The parsing goes as follows:

def parse_select_stmt(self) -> SelectStmt:
        select_stmt = SelectStmt()
        if self.match(Token.Type.STAR):
            select_stmt.all = True
        elif self.match(Token.Type.ID):
            select_stmt.add_column(self.previous.lexema)
            while(self.match(Token.Type.COMMA)):
                if self.match(Token.Type.ID):
                    select_stmt.add_column(self.previous.lexema)
                else:
                    self.error("expected column name after comma")
        else:
            self.error("expected '*' or column name after SELECT keyword")
        if not self.match(Token.Type.FROM):
            self.error("expected FROM clause in SELECT statement")
        if not self.match(Token.Type.ID):
            self.error("expected table name after FROM keyword")
        select_stmt.table_name = self.previous.lexema
        if self.match(Token.Type.WHERE):
            select_stmt.condition = self.parse_or_condition()
        if self.match(Token.Type.ORDER):
            if not self.match(Token.Type.BY):
                self.error("expected BY keyword after ORDER keyword")
            if not self.match(Token.Type.ID):
                self.error("expected column name in ORDER BY clause")
            select_stmt.order_by = self.previous.lexema
            if self.match(Token.Type.ASC):
                select_stmt.asc = True
            elif self.match(Token.Type.DESC):
                select_stmt.asc = False
        if self.match(Token.Type.LIMIT):
            if not self.match(Token.Type.NUMVAL):
                self.error("expected valid int value after LIMIT keyword")
            select_stmt.limit = self.str_into_type(self.previous.lexema, self.previous)
        return select_stmt

First, a SelectStmt object is initialized, and depending on what tokens we match and what the grammar says, we update the object.

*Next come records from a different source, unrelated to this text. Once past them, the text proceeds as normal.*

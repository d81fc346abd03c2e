//! Cross-type BSON value ordering, used by every named index (§4.6's
//! type-rank table: `MinValue < Null < numeric < String < Document < Array
//! < Binary < ObjectId < Guid < Boolean < DateTime < MaxValue`).

use super::{Array, Decimal128, Document, Value};
use crate::utils::Collation;
use std::cmp::Ordering;

impl Value {
    /// The type-group rank from the table above; values in the same group
    /// compare by the rules in `compare_to`, values in different groups
    /// compare by rank alone.
    fn type_rank(&self) -> u8 {
        match self {
            Value::MinValue => 0,
            Value::Null => 1,
            Value::Int32(_) | Value::Int64(_) | Value::Double(_) | Value::Decimal(_) => 2,
            Value::String(_) => 3,
            Value::Document(_) => 4,
            Value::Array(_) => 5,
            Value::Binary(_) => 6,
            Value::ObjectId(_) => 7,
            Value::Guid(_) => 8,
            Value::Boolean(_) => 9,
            Value::DateTime(_) => 10,
            Value::MaxValue => 11,
        }
    }

    /// Bit-exact index-key comparator (§4.6). `collation` only affects
    /// string-to-string comparisons; every other type group has a single,
    /// collation-independent ordering.
    pub(crate) fn compare_to(&self, other: &Value, collation: &Collation) -> Ordering {
        let by_rank = self.type_rank().cmp(&other.type_rank());
        if by_rank != Ordering::Equal {
            return by_rank;
        }

        match (self, other) {
            (Value::MinValue, Value::MinValue) => Ordering::Equal,
            (Value::Null, Value::Null) => Ordering::Equal,
            (Value::MaxValue, Value::MaxValue) => Ordering::Equal,
            (Value::Boolean(a), Value::Boolean(b)) => a.cmp(b),
            (Value::DateTime(a), Value::DateTime(b)) => {
                a.as_unix_milliseconds().cmp(&b.as_unix_milliseconds())
            }
            (Value::ObjectId(a), Value::ObjectId(b)) => a.as_bytes().cmp(b.as_bytes()),
            (Value::Guid(a), Value::Guid(b)) => a.cmp(b),
            (Value::Binary(a), Value::Binary(b)) => a.bytes().cmp(b.bytes()),
            (Value::String(a), Value::String(b)) => collation.compare_str(a, b),
            (Value::Document(a), Value::Document(b)) => compare_documents(a, b, collation),
            (Value::Array(a), Value::Array(b)) => compare_arrays(a, b, collation),
            // Everything left in the "numeric" rank group (Int32/Int64/Double/Decimal).
            _ => compare_numeric(self, other),
        }
    }
}

fn to_decimal(v: &Value) -> Decimal128 {
    match *v {
        Value::Int32(x) => Decimal128::from(x),
        Value::Int64(x) => Decimal128::from(x),
        // NaN/overflow have no total order in Decimal128; treat them as 0
        // rather than panicking since index comparisons must never fail.
        Value::Double(x) => Decimal128::try_from(x).unwrap_or(Decimal128::from(0i32)),
        Value::Decimal(d) => d,
        _ => unreachable!("compare_numeric called with a non-numeric value"),
    }
}

fn compare_numeric(a: &Value, b: &Value) -> Ordering {
    to_decimal(a).cmp(&to_decimal(b))
}

/// Field-by-field in insertion order until a difference; a shorter document
/// that is a prefix of a longer one sorts first.
fn compare_documents(a: &Document, b: &Document, collation: &Collation) -> Ordering {
    let mut ai = a.iter();
    let mut bi = b.iter();
    loop {
        return match (ai.next(), bi.next()) {
            (Some((_, av)), Some((_, bv))) => match av.compare_to(bv, collation) {
                Ordering::Equal => continue,
                other => other,
            },
            (None, None) => Ordering::Equal,
            (None, Some(_)) => Ordering::Less,
            (Some(_), None) => Ordering::Greater,
        };
    }
}

/// Element-by-element until a difference; shorter-prefix arrays sort first.
fn compare_arrays(a: &Array, b: &Array, collation: &Collation) -> Ordering {
    let mut ai = a.iter();
    let mut bi = b.iter();
    loop {
        return match (ai.next(), bi.next()) {
            (Some(av), Some(bv)) => match av.compare_to(bv, collation) {
                Ordering::Equal => continue,
                other => other,
            },
            (None, None) => Ordering::Equal,
            (None, Some(_)) => Ordering::Less,
            (Some(_), None) => Ordering::Greater,
        };
    }
}

#[cfg(test)]
mod tests {
    use super::*;
    use crate::utils::Collation;

    fn c() -> Collation {
        Collation::default()
    }

    #[test]
    fn orders_type_groups() {
        assert_eq!(Value::MinValue.compare_to(&Value::Null, &c()), Ordering::Less);
        assert_eq!(
            Value::Int32(1).compare_to(&Value::String("a".into()), &c()),
            Ordering::Less
        );
        assert_eq!(
            Value::Boolean(true).compare_to(&Value::MaxValue, &c()),
            Ordering::Less
        );
    }

    #[test]
    fn promotes_numerics_across_representations() {
        assert_eq!(
            Value::Int32(5).compare_to(&Value::Double(5.0), &c()),
            Ordering::Equal
        );
        assert_eq!(
            Value::Int64(3).compare_to(&Value::Int32(4), &c()),
            Ordering::Less
        );
    }

    #[test]
    fn strings_compare_case_insensitively_by_default() {
        assert_eq!(
            Value::String("abc".into()).compare_to(&Value::String("ABC".into()), &c()),
            Ordering::Equal
        );
    }

    #[test]
    fn arrays_compare_elementwise_then_by_length() {
        let short = Value::Array(Array::from([Value::Int32(1)].as_slice()));
        let long = Value::Array(Array::from([Value::Int32(1), Value::Int32(2)].as_slice()));
        assert_eq!(short.compare_to(&long, &c()), Ordering::Less);
    }
}
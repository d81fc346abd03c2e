// implements operations defined in Upsert.cs

use super::*;
use crate::engine::lite_engine::insert::BsonAutoId;

impl LiteEngine {
    pub fn upsert(
        &self,
        collection: &str,
        docs: Vec<bson::Document>,
        auto_id: BsonAutoId,
    ) -> Result<usize> {
        self.auto_transaction(false, |transaction| {
            let snapshot = transaction.create_snapshot(LockMode::Write, collection, true)?;
            let collation = snapshot.header().borrow().pragmas().collation();
            let max_items_count = snapshot.disk().max_items_count();

            debug_log!(COMMAND: "upsert `{collection}`");

            let mut count = 0;

            for doc in docs {
                // first try to update (if `_id` is present and found), otherwise insert
                let has_id = !matches!(
                    doc.try_get("_id").cloned().unwrap_or(bson::Value::Null),
                    bson::Value::Null
                );

                let doc_to_insert = if has_id {
                    Self::update_document(snapshot, collation, max_items_count, doc)?
                } else {
                    Some(doc)
                };

                if let Some(doc) = doc_to_insert {
                    Self::insert_document(
                        snapshot,
                        collation,
                        max_items_count,
                        #[cfg(feature = "sequential-index")]
                        &self.sequences,
                        #[cfg(feature = "sequential-index")]
                        collection,
                        doc,
                        auto_id,
                    )?;

                    count += 1;
                }
            }

            transaction.safe_point()?;

            // returns how many documents were inserted
            Ok(count)
        })
    }
}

If we match a STAR (*), we set the all attribute to True. If instead we match and ID, it means we are looking at the column names, and as such we add that lexema to the object's list of columns, and we do so while we find commas. If neither are found, we throw an error. After that a FROM clause is required, so if we don't match a FROM keyword, we throw an error. We now match an ID that represents the table name, and set the table_name attribute. After this, if we match a WHERE, it means a condition will follow, and as such we parse a condition and set the condition attribute (parsing conditions will be explained later). After this if we find an ORDER BY, we then match an ID that represents the column to be ordered by and set the order_by attribute. If we find ASC or DESC, set the asc attribute. Finally, if we match a LIMIT, we then match a NUMVAL and set the limit attribute. Now we have completely built the SelectStmt object and so we return it and it is then added to the statement list.

Parsing conditions

Parsing conditions means following a precedence of operators to avoid ambiguity. After parsing, we will end up with a condition tree that accurately follows conditions in the desired order. The precedence goes as follows: Parenthesis -> NOT -> AND -> OR.

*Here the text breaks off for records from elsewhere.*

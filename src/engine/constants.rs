
/// The size of each page in disk - use 8192 as all major databases
pub(crate) const PAGE_SIZE: usize = 8192;
/// header size of each page
pub(crate) const PAGE_HEADER_SIZE: usize = 32;
pub(crate) const CONTAINER_SORT_SIZE: usize = 100 * PAGE_SIZE;
pub(crate) const PAGE_FREE_LIST_SLOTS: usize = 5;
/// Maximum number of skip-list levels an index node can have.
pub(crate) const MAX_LEVEL_LENGTH: usize = 32;
/// Upper bound on a single index node's serialized size (fixed header +
/// `MAX_LEVEL_LENGTH` prev/next pointers + the largest indexable key),
/// used to size the "needs its own dedicated index page" free-list slot.
pub(crate) const MAX_INDEX_LENGTH: usize = 1400;
/// Largest BSON value LiteDB-style indexes will accept as a key; longer
/// strings/binaries are rejected before an index node is ever created.
pub(crate) const MAX_INDEX_KEY_LENGTH: usize = 1023;
/// Longest allowed index name.
pub(crate) const INDEX_NAME_MAX_LENGTH: usize = 32;
/// Largest BSON document the engine will store: 2047 data blocks' worth of
/// payload, matching the 11-bit block-count field in a document's header.
/// Upper bound on concurrently open transactions (one per thread slot).
pub(crate) const MAX_OPEN_TRANSACTIONS: usize = 100;
/// Total page budget shared across all open transactions before a
/// transaction must flush to make room for another.
pub(crate) const MAX_TRANSACTION_SIZE: u32 = 10_000;
/// Reserved for future per-collection skip-list level heuristics; index
/// nodes currently size their level with a plain coin-flip ladder instead.
pub(crate) const MAX_ITEMS_COUNT: u32 = 1_000_000;
pub(crate) const MAX_DOCUMENT_SIZE: usize = 2047
    * (PAGE_SIZE
        - PAGE_HEADER_SIZE
        - crate::engine::pages::BasePage::SLOT_SIZE
        - crate::engine::data_block::DataBlock::DATA_BLOCK_FIXED_SIZE);
/// Structured per-subsystem debug logging (`debug_log!(COMMAND: "...")`),
/// routed through the `log` crate with the subsystem name as the target so
/// callers can filter per-module instead of crate-wide.
macro_rules! debug_log {
    ($target:ident: $($arg:tt)*) => {
        ::log::debug!(target: ::core::stringify!($target), $($arg)*)
    };
}

macro_rules! into_ok {
    ($expr: expr) => {
        match $expr {
            ::std::result::Result::Ok(ok) => ok,
            ::std::result::Result::Err(e) => match e {},
        }
    };
}

/// Declares a struct that implements `Drop` but also needs to move its
/// fields out whole (see `PartialRefMut::into_value`/`removing`). Emits the
/// struct plus a private `Destruct` twin and an `into_destruct` method that
/// relocates the fields without running `Self`'s destructor.
///
/// `[bounded generics]` is the full `<...>` parameter list (with trait
/// bounds, for the struct/impl declarations); `[bare names]` is the same
/// list with bounds stripped (for using the type as `$name<...>`).
macro_rules! into_non_drop {
    (
        $(#[$meta:meta])*
        $vis:vis struct $name:ident [$($generics:tt)*] [$($names:tt)*]
        {
            $($field_vis:vis $field:ident : $ty:ty),* $(,)?
        }
    ) => {
        $(#[$meta])*
        $vis struct $name<$($generics)*> {
            $($field_vis $field : $ty),*
        }

        #[allow(dead_code)]
        struct Destruct<$($generics)*> {
            $($field_vis $field : $ty),*
        }

        impl<$($generics)*> $name<$($names)*> {
            #[allow(dead_code)]
            fn into_destruct(self) -> Destruct<$($names)*> {
                let this = ::std::mem::ManuallyDrop::new(self);
                // SAFETY: `this` is never touched again and its `Drop` impl
                // (which only removes its own borrow-tracking entry) never
                // runs on this instance.
                unsafe {
                    Destruct {
                        $($field: ::std::ptr::read(&this.$field)),*
                    }
                }
            }
        }
    };
}

/// Implements `ExtendLifetime<'target>` for a single-lifetime-parameter
/// type by transmuting its lifetime. Used to let a borrow tracked by
/// `PartialBorrower` outlive the closure that produced it; soundness comes
/// from `PartialBorrower`'s own by-key bookkeeping, not from the compiler.
macro_rules! extend_lifetime {
    ($name:ident) => {
        unsafe impl<'__short, '__target> crate::engine::utils::ExtendLifetime<'__target>
            for $name<'__short>
        {
            type Extended = $name<'__target>;

            unsafe fn extend_lifetime(self) -> Self::Extended {
                unsafe { ::std::mem::transmute(self) }
            }
        }
    };
}
use crate::engine::data_block::{DataBlock, DataBlockMut};
use crate::engine::snapshot::SnapshotDataPages;
use crate::engine::utils::{PartialBorrower, PartialRefMut};
use crate::engine::{
    BasePage, BufferWriter, MAX_DOCUMENT_SIZE, PAGE_HEADER_SIZE, PAGE_SIZE, PageAddress,
};
use crate::{Error, Result, bson};
use std::cmp::min;

pub(crate) struct DataService<'a> {
    data_blocks: PartialDataBlockAccessorMut<'a>,
    #[allow(dead_code)]
    max_item_count: u32,
}

impl<'a> DataService<'a> {
    pub const MAX_DATA_BYTES_PER_PAGE: usize =
        PAGE_SIZE - PAGE_HEADER_SIZE - BasePage::SLOT_SIZE - DataBlock::DATA_BLOCK_FIXED_SIZE;

    pub fn new(data_blocks: SnapshotDataPages<'a>, max_item_count: u32) -> Self {
        Self {
            data_blocks: PartialDataBlockAccessorMut::new(data_blocks),
            max_item_count,
        }
    }

    pub fn insert(&mut self, value: &bson::Document) -> Result<PageAddress> {
        let mut bytes_left = value.get_serialized_value_len();
        if bytes_left > MAX_DOCUMENT_SIZE {
            return Err(Error::document_size_exceed_limit());
        }

        let mut first_block = PageAddress::EMPTY;

        let mut buffers = Vec::<DataBlockMutRef>::new();
        {
            let mut block_index = 0;

            while bytes_left > 0 {
                let bytes_to_copy = min(bytes_left, Self::MAX_DATA_BYTES_PER_PAGE);
                let data_block = self
                    .data_blocks
                    .insert_data_block(bytes_to_copy, block_index > 0)?;
                block_index += 1;

                if let Some(ref mut last_block) = buffers.last_mut() {
                    last_block.set_next_block(data_block.position());
                }

                if first_block.is_empty() {
                    first_block = data_block.position();
                }

                self.data_blocks
                    .snapshot_mut()
                    .add_or_remove_free_data_list(data_block.position().page_id())?;

                buffers.push(data_block);

                bytes_left -= bytes_to_copy;
            }
        }

        let buffers = buffers
            .iter_mut()
            .map(|x| x.buffer_mut())
            .collect::<Vec<_>>();

        let mut writer = BufferWriter::fragmented(buffers);
        writer.write_document(value);

        Ok(first_block)
    }

    pub fn update(
        &mut self,
        block_address: PageAddress,
        doc: &bson::Document,
    ) -> std::result::Result<(), Error> {
        let mut bytes_left = doc.get_serialized_value_len();
        if bytes_left > MAX_DOCUMENT_SIZE {
            return Err(Error::document_size_exceed_limit());
        }

        let mut buffers = Vec::<DataBlockMutRef>::new();

        {
            let mut update_address = block_address;

            while bytes_left > 0 {
                let bytes_to_copy;
                // if last block contains new block sequence, continue updating
                if !update_address.is_empty() {
                    let current_block = self.data_blocks.get_block_mut(update_address)?;

                    // TODO(rust): due to implementation limitation, we removed extending existing blocks
                    // try get full page size content (do not add DATA_BLOCK_FIXED_SIZE because will be added in UpdateBlock)
                    //bytes_to_copy = min(bytes_left, dataPage.FreeBytes + current_block.Buffer.Count);
                    //let mut update_block = dataPage.UpdateBlock(current_block, bytes_to_copy);
                    bytes_to_copy = current_block.buffer().len();
                    let mut update_block = current_block;

                    self.data_blocks
                        .snapshot_mut()
                        .add_or_remove_free_data_list(update_block.position().page_id())?;

                    // go to next address (if exists)
                    update_address = update_block.next_block();

                    buffers.push(update_block);
                } else {
                    bytes_to_copy = min(bytes_left, DataService::MAX_DATA_BYTES_PER_PAGE);
                    let insert_block = self
                        .data_blocks
                        .insert_data_block(bytes_to_copy, true)?;

                    if let Some(last_block) = buffers.last_mut() {
                        last_block.set_next_block(insert_block.position());
                    }

                    self.data_blocks
                        .snapshot_mut()
                        .add_or_remove_free_data_list(insert_block.position().page_id())?;

                    buffers.push(insert_block);
                }

                bytes_left -= bytes_to_copy;
            }

            // old document was bigger than current, must delete extend blocks
            if let Some(last_block) = buffers.last_mut() {
                if !last_block.next_block().is_empty() {
                    let next_block_address = last_block.next_block();

                    last_block.set_next_block(PageAddress::EMPTY);

                    self.delete(next_block_address)?;
                }
            }
        }

        let buffers = buffers
            .iter_mut()
            .map(|x| x.buffer_mut())
            .collect::<Vec<_>>();
        let mut writer = BufferWriter::fragmented(buffers);
        writer.write_document(doc);

        Ok(())
    }

    pub fn read(&mut self, mut address: PageAddress) -> Result<Vec<DataBlockMutRef<'a>>> {
        let mut buffer = vec![];
        // recursive check with accessor
        //let mut counter = 0;

        while !address.is_empty() {
            //debug_assert!(counter++ < _maxItemsCount, "Detected loop in data Read({0})", address);

            let block = self.data_blocks.get_block_mut(address)?;

            address = block.next_block();
            buffer.push(block);
        }

        Ok(buffer)
    }

    pub fn delete(&mut self, mut block_address: PageAddress) -> Result<()> {
        while !block_address.is_empty() {
            let next_block = self.data_blocks.delete_block(block_address)?;

            // fix page empty list (or delete page)
            self.data_blocks
                .snapshot_mut()
                .add_or_remove_free_data_list(block_address.page_id())?;

            block_address = next_block;
        }

        Ok(())
    }
}

pub(crate) struct PartialDataBlockAccessorMut<'snapshot> {
    inner: PartialBorrower<SnapshotDataPages<'snapshot>, PageAddress>,
}

type DataBlockMutRef<'snapshot> = PartialRefMut<DataBlockMut<'snapshot>, PageAddress>;

impl<'snapshot> PartialDataBlockAccessorMut<'snapshot> {
    pub(crate) fn new(snapshot: SnapshotDataPages<'snapshot>) -> Self {
        Self {
            inner: PartialBorrower::new(snapshot),
        }
    }

    fn snapshot_mut(&mut self) -> &mut SnapshotDataPages<'snapshot> {
        self.inner.target_mut()
    }

    fn insert_data_block(
        &mut self,
        length: usize,
        extend: bool,
    ) -> Result<DataBlockMutRef<'snapshot>> {
        unsafe {
            self.inner.try_create_borrow(
                |snapshot: &mut SnapshotDataPages<'snapshot>| {
                    Ok(snapshot.get_free_data_page(length)?.insert_block(length, extend))
                },
                |s| s.position(),
            )
        }
    }

    fn get_block_mut(&mut self, address: PageAddress) -> Result<DataBlockMutRef<'snapshot>> {
        Ok(self.get_node_mut_opt(address)?.expect("not found"))
    }

    fn get_node_mut_opt(
        &mut self,
        address: PageAddress,
    ) -> Result<Option<DataBlockMutRef<'snapshot>>> {
        if address.page_id() == u32::MAX {
            return Ok(None);
        }

        unsafe {
            Ok(Some(self.inner.try_get_borrow::<_, _, Error>(
                address,
                |snapshot: &mut SnapshotDataPages, address| {
                    Ok(snapshot
                        .get_page(address.page_id(), false)?
                        .get_data_block_mut(address.index()))
                },
            )?))
        }
    }

    // returns next block address
    fn delete_block(&mut self, address: PageAddress) -> Result<PageAddress> {
        unsafe {
            self.inner.try_delete_borrow(address, |snapshot: &mut SnapshotDataPages, address| {
                let block = snapshot.get_page(address.page_id(), false)?;

                let next_block = block.get_data_block(address.index()).next_block();
                block.delete_block(address.index());
                Ok(next_block)
            })
        }
    }
}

To create this condition tree, we need to first create classes that will define each type of condition and the leaf nodes.

class BinaryOp(Enum):
    AND = auto()
    OR = auto()
    EQ = auto()
    NEQ = auto()
    LT = auto()
    GT = auto()
    LE = auto()
    GE = auto()
    WC = auto()
    WR = auto()
    KNN = auto()

class Condition:
    def __init__(self):
        pass

class BinaryCondition(Condition):
    def __init__(self, left : Condition = None, op : BinaryOp = None, right : Condition = None):
        super().__init__()
        self.left = left
        self.op = op
        self.right = right

class BetweenCondition(Condition):
    def __init__(self, left : Condition = None, mid : Condition = None, right : Condition = None):
        super().__init__()
        self.left = left
        self.mid = mid
        self.right = right

class NotCondition(Condition):
    def __init__(self, condition : Condition = None):
        super().__init__()
        self.condition = condition

class BooleanColumn(Condition):
    def __init__(self, column_name : str = None):
        super().__init__()
        self.column_name = column_name

class ConditionColumn(Condition):
    def __init__(self, column_name : str = None):
        super().__init__()
        self.column_name = column_name

class ConditionValue(Condition):
    def __init__(self, value = None):
        super().__init__()
        self.value = value

Using these classes, we can build the condition tree. The part of the grammar that we follow for this part is the following:

<condition> ::= <or-condition>

<or-condition> ::= <and-condition> { "OR" <and-condition> }

<and-condition> ::= <not-condition> { "AND" <not-condition> }

<not-condition> ::= [ "NOT" ] <predicate>

<predicate> ::= <simple-condition> | "(" <condition> ")"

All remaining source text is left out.